Charlie checks his phone and doesn’t respond to Pim. He didn’t have any new texts. Maybe the notifications didn’t register— he opens Snapchat and checks it anyway.
“So…” Pim continues, “I mean, I just got ready for bed, I was gonna go to sleep now.” His sentence fizzles out. Then he throws on, “I don’t know if you want to go back to sleep, or…?”
He eases back down. “I guess,” he says with no confidence in his voice. Pim closes the door behind him and it goes dark. Charlie only now notices the glow in the dark stars that littered the ceiling over by the window. Pim climbs in bed.
“Your food’s in the fridge, by the way. It’s labeled.”
Charlie shoots back up.
“Oh- okay. No, I’m doing that definitely, yeah. I’ll be right back.”
Charlie doesn’t care to put his shoes on as he sneaks downstairs. The lights are all out, and the television is still on. Upon further inspection, Pim’s dad is asleep on the couch. He snores loudly.
Charlie finds the styrofoam box with “Charlie :-)” written on it. He spares no time in putting it in the microwave. He grabs a fork (he goes through all the drawers and of course it’s the last one) and a napkin. While it cooks, he roots around for something to drink. There’s some orange juice left in the bottom of a jug. He grabs the entire thing and, as his food finishes up, carries everything he foraged with him upstairs.
He sneaks into the room, closes the door quietly, tiptoes over to his bed, and sits down. It’s fries and what looks like a Buffalo chicken wrap. He takes a massive bite and it all feels worth it for a second.
“Charlie, are you eating in here?” Pim’s voice is meek.
“Oh shit. I thought you were asleep already.”
Pim laughs sleepily.
“Almost. That smells really good though.”
“You want a fry?”
“I already brushed my teeth,” Pim says dismally. Charlie shrugs and Pim can’t see.
“You can always rebrush ‘em.”
Pim stretches in his bed and makes a noise Charlie ignores. “Mmm. Maybe.” After a few seconds of thinking about it, he says “yeah, pass me one.”
“Alright!” He hands it to Pim and fist bumps him before he takes his hand away. Pim’s fist is limp and unexpecting. “You know, if it helps, Pim, I’m not brushing my teeth. I forgot my toothbrush at home.”
“Charlie! You could have told me, we could have stopped somewhere…” Pim sits up and scoots over to the edge of his mattress to grab more fries from the box in Charlie’s lap.
“We can get one tomorrow and I’ll brush twice as long or something tomorrow night to make up.”
“That’s not how that works,” and Charlie hears the smirk in Pim’s words.
“Yeah it is. I’ll just scrub off what I didn’t scrub off tonight, it’s not like it’s keeping count or whatever. And— besides, people from like, the 1700’s were making laws or whatever for our country and they didn’t even brush their teeth, they didn’t have this shit, so… yeah.”
“Is that true?”
“I dunno, probably. But it’s not gonna kill me if I skip one night.”
“I’m googling it.”
Their hands touch as they both reach for a fry. Nothing is said.
“It says-“
“What says? What’s your source?”
“Uhh, Reddit. They say-“
“Dude. Get a different source. Go to Wikipedia or something.”
“What? This is fine, they probably took their answer from Wikipedia anyway. They say that people have been brushing their teeth since ancient times with sticks and such, but the added sugars in our diet today make our teeth rot. And something about our teeth being closer together now too.” Pim looks up. “So you should definitely get a toothbrush tomorrow.”
“I wasn’t gonna argue with you, I’m just saying one night is fine.”
“Well, let me look that up-“
“It’s not gonna change what I do. I don’t have a toothbrush right now, I don’t really have any options, man.”
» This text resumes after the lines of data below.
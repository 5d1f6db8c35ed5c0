//! Read-side views reconstructed from the relational store.
//!
//! These mirror the nested document shape: one [`ArticleView`] per article,
//! with paragraphs → subparagraphs → sub-subparagraphs, and the whole-store
//! [`ExportDocument`]. Row identifiers are not carried, so two
//! reconstructions of the same data compare equal.

use std::collections::BTreeMap;

use serde::{Deserialize, Serialize};

/// Title used in export metadata.
pub const DEFAULT_DOCUMENT_TITLE: &str = "General Data Protection Regulation (GDPR)";

/// Chapter or section heading attached to an article.
#[derive(Debug, Clone, PartialEq, Eq, Serialize, Deserialize)]
pub struct HeadingView {
    pub number: String,
    pub title: String,
}

#[derive(Debug, Clone, PartialEq, Eq, Serialize, Deserialize)]
pub struct ArticleView {
    pub number: String,
    pub title: String,
    pub content: String,
    pub chapter: Option<HeadingView>,
    pub section: Option<HeadingView>,
    pub paragraphs: Vec<ParagraphView>,
    pub requirements: Vec<RequirementView>,
    pub entities: Vec<EntityView>,
    pub cross_references: Vec<ReferenceView>,
}

#[derive(Debug, Clone, PartialEq, Eq, Serialize, Deserialize)]
pub struct ParagraphView {
    pub number: String,
    pub text: String,
    pub subparagraphs: Vec<SubparagraphView>,
}

#[derive(Debug, Clone, PartialEq, Eq, Serialize, Deserialize)]
pub struct SubparagraphView {
    pub letter: String,
    pub text: String,
    pub subsubparagraphs: Vec<SubsubparagraphView>,
}

#[derive(Debug, Clone, PartialEq, Eq, Serialize, Deserialize)]
pub struct SubsubparagraphView {
    pub number: String,
    pub text: String,
}

#[derive(Debug, Clone, PartialEq, Eq, Serialize, Deserialize)]
pub struct RequirementView {
    pub text: String,
    pub is_obligation: bool,
    pub is_right: bool,
    pub is_time_requirement: bool,
}

#[derive(Debug, Clone, PartialEq, Eq, Serialize, Deserialize)]
pub struct EntityView {
    pub text: String,
    pub label: String,
    pub start: Option<i64>,
    pub end: Option<i64>,
}

#[derive(Debug, Clone, PartialEq, Eq, Serialize, Deserialize)]
pub struct ReferenceView {
    pub article: String,
    pub paragraph: Option<String>,
}

/// One article matching a keyword search.
#[derive(Debug, Clone, PartialEq, Eq, Serialize, Deserialize)]
pub struct SearchHit {
    pub article: String,
    pub title: String,
    pub matches: Vec<ParagraphMatch>,
}

#[derive(Debug, Clone, PartialEq, Eq, Serialize, Deserialize)]
pub struct ParagraphMatch {
    pub paragraph: String,
    pub snippet: String,
}

/// A requirement attributed to a role.
#[derive(Debug, Clone, PartialEq, Eq, Serialize, Deserialize)]
pub struct RoleRequirement {
    pub article: String,
    pub article_title: String,
    pub text: String,
    pub is_obligation: bool,
    pub is_right: bool,
    pub is_time_requirement: bool,
}

#[derive(Debug, Clone, PartialEq, Eq, Serialize, Deserialize)]
pub struct RecitalView {
    pub number: i64,
    pub content: String,
}

#[derive(Debug, Clone, PartialEq, Eq, Serialize, Deserialize)]
pub struct DefinitionView {
    pub term: String,
    pub definition: String,
    pub article: Option<String>,
    pub paragraph: Option<String>,
    pub subparagraph: Option<String>,
}

#[derive(Debug, Clone, PartialEq, Eq, Serialize, Deserialize)]
pub struct ActorMentionView {
    pub article: String,
    pub text: String,
}

#[derive(Debug, Clone, PartialEq, Eq, Serialize, Deserialize)]
pub struct TimeRequirementView {
    pub article: String,
    pub paragraph: Option<String>,
    pub subparagraph: Option<String>,
    pub text: String,
}

/// A fixed privacy-policy information item and the articles requiring it.
#[derive(Debug, Clone, PartialEq, Eq, Serialize, Deserialize)]
pub struct PolicySection {
    pub section_name: String,
    pub description: String,
    pub related_articles: String,
    pub required_information: String,
}

#[derive(Debug, Clone, PartialEq, Eq, Serialize, Deserialize)]
pub struct ExportMetadata {
    pub title: String,
    /// RFC 3339 timestamp.
    pub exported_at: String,
}

/// The whole store as one nested document.
#[derive(Debug, Clone, PartialEq, Eq, Serialize, Deserialize)]
pub struct ExportDocument {
    pub metadata: ExportMetadata,
    pub chapters: Vec<HeadingView>,
    pub recitals: Vec<RecitalView>,
    pub articles: Vec<ArticleView>,
    pub definitions: Vec<DefinitionView>,
    /// Mentions grouped by actor type name.
    pub key_actors: BTreeMap<String, Vec<ActorMentionView>>,
    pub time_requirements: Vec<TimeRequirementView>,
}

impl ExportDocument {
    pub fn article(&self, number: &str) -> Option<&ArticleView> {
        self.articles.iter().find(|a| a.number == number)
    }
}

#[cfg(test)]
mod tests {
    use super::*;

    #[test]
    fn export_document_has_expected_top_level_keys() {
        let doc = ExportDocument {
            metadata: ExportMetadata {
                title: DEFAULT_DOCUMENT_TITLE.into(),
                exported_at: "2026-01-01T00:00:00Z".into(),
            },
            chapters: vec![],
            recitals: vec![],
            articles: vec![],
            definitions: vec![],
            key_actors: BTreeMap::new(),
            time_requirements: vec![],
        };
        let value = serde_json::to_value(&doc).unwrap();
        let keys: Vec<&str> = value
            .as_object()
            .unwrap()
            .keys()
            .map(|k| k.as_str())
            .collect();
        for key in [
            "metadata",
            "chapters",
            "recitals",
            "articles",
            "definitions",
            "key_actors",
            "time_requirements",
        ] {
            assert!(keys.contains(&key), "missing {key}");
        }
    }
}
use std::path::PathBuf;

use thiserror::Error;

#[derive(Debug, Error)]
pub enum ParseError {
    #[error("source document not found: {0}")]
    SourceNotFound(PathBuf),

    #[error("failed to read {path}: {source}")]
    Io {
        path: PathBuf,
        #[source]
        source: std::io::Error,
    },

    #[error("invalid parser configuration: {0}")]
    Config(#[from] serde_json::Error),
}
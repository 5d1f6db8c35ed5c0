//! Relational knowledge store for parsed regulations, backed by DuckDB.
//!
//! A [`KnowledgeStore`] is populated once from a
//! [`ParsedDocument`](regstruct_core::ParsedDocument) and then serves nested
//! article reconstruction, keyword search, requirements by role, the JSON
//! export and the privacy-policy template.

mod duck;
mod error;
mod export;
mod policy;
mod populate;
mod query;
mod schema;

pub use duck::KnowledgeStore;
pub use error::StoreError;
pub use populate::PopulateStats;
pub use schema::TABLES;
Pim clicks his tongue. “Right.”
“Yeah.”
Charlie finishes his wrap and pim finishes off the fries that Charlie couldn’t force down. Pim goes to brush his teeth again and Charlie lays back down. He’s not really tired, but that’s never stopped him from sleeping.
Charlie can’t help but to thank god for the short day. At least there was good food, good music, and good sleep.
Now they just had to do that for a week.